The information commissioner is seeking a change to the law and more inspection and enforcement powers following a wave of high-level data breaches

The Information Commissioner's Office has called for amendments to UK data-protection laws, including making "reckless" data breaches an offence.

In a document submitted to government, information commissioner Richard Thomas called for the Data Protection Act (DPA) to be amended to include a penalty for data controllers "knowingly or recklessly failing to comply with the principles" of the DPA.

"The Commissioner is proposing the introduction of a new penalty, limited to breaches that are avoidable, that give rise to a serious data-protection risk and where a criminal state of mind exists," said the document. "[Currently] there is no effective punishment or deterrent available for those who knowingly or recklessly disregard the requirements of data-protection law in a way that causes a significant risk of harm."

Recent data breaches include the loss of 25 million details by HM Revenue & Customs, reported last November, and the more recent loss of a Ministry of Defence laptop containing 3,700 people's bank details, as well as other data on up to 600,000 people, including their names.

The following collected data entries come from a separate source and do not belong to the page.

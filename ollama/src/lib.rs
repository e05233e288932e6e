//! Minimal Ollama API client.
//!
//! This crate provides a focused client for Ollama's `/api` routes with:
//! - Streaming and one-shot text generation
//! - Model listing (doubles as a connection check)
//! - Newline-delimited JSON parsing that survives arbitrary chunk boundaries

use futures::StreamExt;
use serde::{Deserialize, Serialize};
use std::pin::Pin;
use std::time::Duration;
use thiserror::Error;
use tokio_stream::Stream;

/// Default base URL of a local Ollama server, including the `/api` prefix.
pub const DEFAULT_BASE_URL: &str = "http://127.0.0.1:11434/api";
/// Default model used when none is configured.
pub const DEFAULT_MODEL: &str = "llama3.2:3b";

/// Longest silence tolerated between reads. Loading a model can take a while
/// before the first token arrives.
pub const DEFAULT_READ_TIMEOUT: Duration = Duration::from_secs(300);

/// Errors that can occur when using the Ollama client.
#[derive(Debug, Error)]
pub enum Error {
    #[error("Network error: {0}")]
    Network(String),

    #[error("API error (status {status}): {message}")]
    Api { status: u16, message: String },

    #[error("Failed to parse response: {0}")]
    Parse(String),

    #[error("Invalid configuration: {0}")]
    Config(String),
}

impl Error {
    /// Whether this error is confined to a single streamed line.
    ///
    /// Line-level errors leave the rest of the stream intact; every other
    /// variant means the request itself failed.
    pub fn is_line_error(&self) -> bool {
        matches!(self, Error::Parse(_))
    }
}

/// A boxed stream of generation chunks.
pub type ChunkStream = Pin<Box<dyn Stream<Item = Result<GenerateChunk, Error>> + Send>>;

/// Ollama API client.
#[derive(Clone)]
pub struct Ollama {
    client: reqwest::Client,
    base_url: String,
    model: String,
}

impl Ollama {
    /// Create a new client against the given base URL (e.g. `http://127.0.0.1:11434/api`).
    pub fn new(base_url: impl Into<String>) -> Result<Self, Error> {
        Ok(Self {
            client: build_client(DEFAULT_READ_TIMEOUT)?,
            base_url: base_url.into().trim_end_matches('/').to_string(),
            model: DEFAULT_MODEL.to_string(),
        })
    }

    /// Replace the read timeout; a stalled response fails with `Error::Network`.
    pub fn with_read_timeout(mut self, timeout: Duration) -> Result<Self, Error> {
        self.client = build_client(timeout)?;
        Ok(self)
    }

    /// Create a client from the `OLLAMA_URL` and `OLLAMA_MODEL` environment variables.
    pub fn from_env() -> Result<Self, Error> {
        let base_url = std::env::var("OLLAMA_URL").unwrap_or_else(|_| DEFAULT_BASE_URL.to_string());
        let client = Self::new(base_url)?;
        Ok(match std::env::var("OLLAMA_MODEL") {
            Ok(model) if !model.trim().is_empty() => client.with_model(model),
            _ => client,
        })
    }

    /// Set the default model for this client.
    pub fn with_model(mut self, model: impl Into<String>) -> Self {
        self.model = model.into();
        self
    }

    pub fn base_url(&self) -> &str {
        &self.base_url
    }

    pub fn model(&self) -> &str {
        &self.model
    }

    /// Send a generate request and return the full response in one piece.
    pub async fn generate(&self, request: GenerateRequest) -> Result<GenerateResponse, Error> {
        let api_request = self.build_api_request(&request, false);

        let response = self
            .client
            .post(self.url("generate"))
            .json(&api_request)
            .send()
            .await
            .map_err(|e| Error::Network(e.to_string()))?;
        let response = check_status(response).await?;

        let api_response: ApiGenerateResponse = response
            .json()
            .await
            .map_err(|e| Error::Parse(e.to_string()))?;

        Ok(GenerateResponse {
            model: api_response.model,
            response: api_response.response,
            done: api_response.done,
        })
    }

    /// Send a generate request and stream the response.
    ///
    /// Each item is one decoded line of the newline-delimited JSON body. A
    /// line that fails to decode yields `Err(Error::Parse)` and the stream
    /// continues; a transport failure yields `Err(Error::Network)`.
    pub async fn generate_stream(&self, request: GenerateRequest) -> Result<ChunkStream, Error> {
        let api_request = self.build_api_request(&request, true);
        tracing::debug!(model = %api_request.model, url = %self.url("generate"), "opening generate stream");

        let response = self
            .client
            .post(self.url("generate"))
            .json(&api_request)
            .send()
            .await
            .map_err(|e| Error::Network(e.to_string()))?;
        let response = check_status(response).await?;

        // `None` marks end of body so the last line is flushed even without a newline
        let stream = response
            .bytes_stream()
            .map(Some)
            .chain(futures::stream::once(async { None }))
            .scan(Vec::new(), |buffer, item| {
                let chunks = match item {
                    Some(Ok(bytes)) => {
                        buffer.extend_from_slice(&bytes);
                        parse_ndjson_buffered(buffer)
                    }
                    Some(Err(e)) => vec![Err(Error::Network(e.to_string()))],
                    None => flush_ndjson(buffer),
                };
                futures::future::ready(Some(chunks))
            })
            .flat_map(futures::stream::iter);

        Ok(Box::pin(stream))
    }

    /// List the models installed on the server.
    pub async fn list_models(&self) -> Result<Vec<ModelInfo>, Error> {
        let response = self
            .client
            .get(self.url("tags"))
            .send()
            .await
            .map_err(|e| Error::Network(e.to_string()))?;
        let response = check_status(response).await?;

        let tags: ApiTags = response
            .json()
            .await
            .map_err(|e| Error::Parse(e.to_string()))?;

        Ok(tags.models)
    }

    fn url(&self, route: &str) -> String {
        format!("{}/{route}", self.base_url)
    }

    fn build_api_request(&self, request: &GenerateRequest, stream: bool) -> ApiGenerateRequest {
        ApiGenerateRequest {
            model: self.model.clone(),
            prompt: request.prompt.clone(),
            stream,
        }
    }
}

fn build_client(read_timeout: Duration) -> Result<reqwest::Client, Error> {
    reqwest::Client::builder()
        .connect_timeout(Duration::from_secs(30))
        .read_timeout(read_timeout)
        .build()
        .map_err(|e| Error::Config(format!("Failed to build HTTP client: {e}")))
}

async fn check_status(response: reqwest::Response) -> Result<reqwest::Response, Error> {
    if response.status().is_success() {
        return Ok(response);
    }

    let status = response.status().as_u16();
    let message = response.text().await.unwrap_or_default();
    Err(Error::Api { status, message })
}

// ============================================================================
// Public types
// ============================================================================

/// A generation request. The model is the client's.
#[derive(Debug, Clone)]
pub struct GenerateRequest {
    pub prompt: String,
}

impl GenerateRequest {
    /// Create a new request for the given prompt.
    pub fn new(prompt: impl Into<String>) -> Self {
        Self {
            prompt: prompt.into(),
        }
    }
}

/// One line of a streamed generate response.
///
/// Every field is optional on the wire; only `response` carries text.
#[derive(Debug, Clone, Default, PartialEq, Deserialize)]
pub struct GenerateChunk {
    #[serde(default)]
    pub model: Option<String>,
    #[serde(default)]
    pub response: Option<String>,
    #[serde(default)]
    pub done: bool,
    #[serde(default)]
    pub error: Option<String>,
}

/// A complete (non-streamed) generate response.
#[derive(Debug, Clone)]
pub struct GenerateResponse {
    pub model: String,
    pub response: String,
    pub done: bool,
}

/// A model installed on the server.
#[derive(Debug, Clone, Deserialize)]
pub struct ModelInfo {
    pub name: String,
    #[serde(default)]
    pub size: u64,
}

// ============================================================================
// Internal API types
// ============================================================================

#[derive(Debug, Serialize)]
struct ApiGenerateRequest {
    model: String,
    prompt: String,
    stream: bool,
}

#[derive(Debug, Deserialize)]
struct ApiGenerateResponse {
    #[serde(default)]
    model: String,
    #[serde(default)]
    response: String,
    #[serde(default)]
    done: bool,
}

#[derive(Debug, Deserialize)]
struct ApiTags {
    #[serde(default)]
    models: Vec<ModelInfo>,
}

/// Parse complete NDJSON lines from a buffer, leaving any partial line behind.
///
/// The buffer holds raw bytes so a multi-byte character split across two
/// network chunks is only decoded once its line is complete.
fn parse_ndjson_buffered(buffer: &mut Vec<u8>) -> Vec<Result<GenerateChunk, Error>> {
    let mut chunks = Vec::new();

    while let Some(newline_pos) = buffer.iter().position(|b| *b == b'\n') {
        let line: Vec<u8> = buffer.drain(..=newline_pos).collect();
        if let Some(chunk) = decode_line(&line[..newline_pos]) {
            chunks.push(chunk);
        }
    }

    chunks
}

/// Decode whatever is left in the buffer once the body has ended.
fn flush_ndjson(buffer: &mut Vec<u8>) -> Vec<Result<GenerateChunk, Error>> {
    let rest = std::mem::take(buffer);
    decode_line(&rest).into_iter().collect()
}

fn decode_line(line: &[u8]) -> Option<Result<GenerateChunk, Error>> {
    let line = line.trim_ascii();
    if line.is_empty() {
        return None;
    }

    Some(
        serde_json::from_slice::<GenerateChunk>(line)
            .map_err(|e| Error::Parse(format!("NDJSON line: {e}"))),
    )
}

The powers of the ICO are limited. For the most part, the ICO cannot impose a penalty for a breach that has occurred. While individuals can be prosecuted for unlawfully obtaining personal data, current sanctions are designed to make an organisation that has suffered a breach liable to a penalty only if it continues to act in a way that contravenes the DPA.

Moreover, government departments are not liable for prosecution under the DPA. Individuals within government can be prosecuted under the law, but only if they act outside their remit by unlawfully obtaining personal data.

The ICO is also seeking greater inspection and enforcement powers. The information commissioner would like to be able to spot-check organisations, stop "seriously unlawful" data-processing immediately, and take enforcement action to prevent breaches of the DPA that haven't occurred, but are likely.

However, legal experts said that major changes to data-protection laws are not likely in the near future. Louise Townsend, a senior associate at Pinsent Masons solicitors, was not convinced that the proposals would lead to radical changes in the law any time soon.

"While we may see some changes, such as the power to audit government departments, changes such as a data-breach notification law or a new offence for gross negligence are unlikely to be imminent," said Townsend. "The government rejected proposals for a data-breach notification law, and the new offence would have to become government policy, and once it was on the agenda would take time to go through [Parliament]."

Nevertheless, said Townsend, the publicity surrounding data protection at the moment is "at least getting the information commissioner's concerns on the table, and getting the issue talked about."